To: chemistry@ccl.net
In-Reply-To: uunet!tci002.uibk.ac.at!noy (Teerakiat Kerdcharoen), Sat, 7 Jan 1995 07:27:17 +0100 (NFT)


    Dear cyberchemists,
            I have posted this question a few days ago and I will summarize
    the respond and have them posted to the net very soon.
            I just would like to add some informations here as requested by
    some readers,
    
            - The review article which I read that Gaussian scale at N**2.7
    not at N**4 is
              Richard A. Friesner (1991) "New Methods for Calculations on
              Large Molecules". Annu.Rev.Phys.Chem. 42: 341-67.
    
            - My system is Li(I)6(NH3). Dunning's DZP bases are being used
    to perform Hartree-Fock calculation.
              The calculation is undertaken on IBM RS6000/550 and here is
    the result:
       G92                 30 minutes 59.2 seconds         E = -344.688161
       GAMESS     4 hours  48 minutes                      E = -344.6887325
            
            One can see that the Gaussian is much faster than GAMESS. I have
    tried running parallel GAMESS on a cluster and it is still slower than
    non-parallel Gaussian.
            The total energy is in Hartree unit.

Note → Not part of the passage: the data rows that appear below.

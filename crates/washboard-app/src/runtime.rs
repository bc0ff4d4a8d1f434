//! Generic runtime for application orchestration.
//!
//! The runtime drives the event loop, coordinating between:
//! - [`App`]: pure UI state machine
//! - [`Driver`]: platform I/O (channel, timers, input, rendering)
//! - [`BoardServices`]: REST service and notification capability provider
//!
//! Service calls run on spawned tasks so a slow or hung request never
//! stalls the board: realtime frames and other machines' intents keep
//! flowing while a call is in flight. Completions re-enter the loop as
//! [`AppEvent::CallCompleted`], so every mutation of the registry and the
//! persisted flags is still serialized through [`App::handle`] on this one
//! task. Per-plan step ordering is unaffected: the coordinator issues the
//! next call of a plan only once the previous one completes.

use std::sync::Arc;

use tokio::sync::mpsc::{self, UnboundedReceiver, UnboundedSender};
use washboard_core::BoardError;

use crate::{
    ActionService, App, AppAction, AppEvent, BoardServices, CallReply, CapabilityProvider,
    ServiceCall, SnapshotLoader,
};

/// Generic runtime that orchestrates App, Driver and services.
pub struct Runtime<D, S>
where
    D: crate::Driver,
    S: BoardServices + 'static,
{
    driver: D,
    app: App,
    services: Arc<S>,
    /// Spawned service calls whose completion has not yet re-entered the
    /// app.
    in_flight: usize,
    completion_tx: UnboundedSender<AppEvent>,
    completion_rx: UnboundedReceiver<AppEvent>,
}

impl<D, S> Runtime<D, S>
where
    D: crate::Driver,
    S: BoardServices + 'static,
{
    /// Create a runtime from its parts.
    pub fn new(driver: D, app: App, services: S) -> Self {
        let (completion_tx, completion_rx) = mpsc::unbounded_channel();
        Self {
            driver,
            app,
            services: Arc::new(services),
            in_flight: 0,
            completion_tx,
            completion_rx,
        }
    }

    /// Run the main event loop until the driver shuts down.
    ///
    /// Issued service calls run to completion, there is no cancellation, so
    /// in-flight calls are drained before returning.
    ///
    /// # Errors
    ///
    /// Returns an error if the driver encounters an I/O error while
    /// rendering or polling.
    pub async fn run(mut self) -> Result<(), D::Error> {
        // Seed the registry from the REST snapshot, then bring the
        // realtime channel up.
        let seed_event = match self.services.load_initial_machines().await {
            Ok(machines) => AppEvent::SnapshotLoaded { machines },
            Err(err) => AppEvent::SnapshotFailed { reason: err.to_string() },
        };
        let actions = self.app.handle(seed_event);
        self.process_actions(actions).await?;

        let actions = self.app.connect();
        self.process_actions(actions).await?;

        while let Some(event) = self.next_event().await? {
            let actions = self.app.handle(event);
            self.process_actions(actions).await?;
        }

        // Driver shut down; let the remaining calls finish.
        while self.in_flight > 0 {
            let Some(event) = self.completion_rx.recv().await else { break };
            self.in_flight -= 1;
            let actions = self.app.handle(event);
            self.process_actions(actions).await?;
        }
        Ok(())
    }

    /// The next event from either the driver or a completed service call.
    /// `None` means the driver shut down.
    async fn next_event(&mut self) -> Result<Option<AppEvent>, D::Error> {
        tokio::select! {
            event = self.driver.poll_event() => event,
            completion = self.completion_rx.recv() => {
                // recv() cannot yield `None` while we hold a sender.
                if completion.is_some() {
                    self.in_flight -= 1;
                }
                Ok(completion)
            }
        }
    }

    /// Execute actions, feeding any events they produce back into the App
    /// until the queue drains. Service calls are dispatched to spawned
    /// tasks; their completions arrive through [`Runtime::next_event`].
    async fn process_actions(&mut self, initial_actions: Vec<AppAction>) -> Result<(), D::Error> {
        let mut pending_actions = initial_actions;

        while !pending_actions.is_empty() {
            let actions = std::mem::take(&mut pending_actions);

            for action in actions {
                match action {
                    AppAction::Render => self.driver.render(&self.app)?,
                    AppAction::Toast { text } => self.driver.toast(&text),
                    AppAction::ScheduleReconnect { delay } => self.driver.schedule_retry(delay),
                    AppAction::Connect => {
                        let event = match self.driver.connect().await {
                            Ok(()) => AppEvent::ChannelOpened,
                            Err(err) => {
                                tracing::warn!(%err, "realtime connection attempt failed");
                                AppEvent::ChannelClosed
                            }
                        };
                        pending_actions.extend(self.app.handle(event));
                    }
                    AppAction::Invoke { key, call } => {
                        self.in_flight += 1;
                        let services = Arc::clone(&self.services);
                        let tx = self.completion_tx.clone();
                        tokio::spawn(async move {
                            let outcome = execute(services.as_ref(), &call).await;
                            let _ = tx.send(AppEvent::CallCompleted { key, call, outcome });
                        });
                    }
                }
            }
        }
        Ok(())
    }

    /// The application state machine.
    pub fn app(&self) -> &App {
        &self.app
    }

    /// Mutable access for tests and embedders.
    pub fn app_mut(&mut self) -> &mut App {
        &mut self.app
    }
}

/// Dispatch one service call.
async fn execute<S: BoardServices>(
    services: &S,
    call: &ServiceCall,
) -> Result<CallReply, BoardError> {
    match call {
        ServiceCall::RequestCapability => {
            services.request_capability_token().await.map(CallReply::Capability)
        }
        ServiceCall::RegisterCapability { token } => services
            .register_notification_capability(token)
            .await
            .map(|()| CallReply::Ack),
        ServiceCall::SetIndividual { id, on } => services
            .set_individual_subscription(*id, *on)
            .await
            .map(|()| CallReply::Ack),
        ServiceCall::SetRoom { on } => {
            services.set_room_subscription(*on).await.map(|()| CallReply::Ack)
        }
        ServiceCall::StartCycle { id, course } => {
            services.start_cycle(*id, course).await.map(CallReply::CycleStarted)
        }
    }
}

One can see that Gaussian
    speed up at the loss of accuracy but I am still satisfied because the
    interaction energy (comparative energy) from both programs remain the
    same (consistency).

When doing just a single-point SCF calculation, Gaussian 92 defaults to
doing the calculation to sufficient accuracy for the purposes for which
people normally do single-point calculations -- energy comparisons to a few
tenths of a kcal, potential-derived charges to a few digits, etc.  If you say
SCF=Tight on a single-point calculation, you will get the full convergence.
(Full convergence is the default for anything but a HF single-point
calculation -- HF optimizations, MP2 energies, etc.)  Full convergence is
about a factor of 2 slower than the cheap convergence.  The G92 (SCF=Tight)
and GAMESS energies should agree to 8 figures at least.

Mike Frisch
Gaussian, Inc.
-------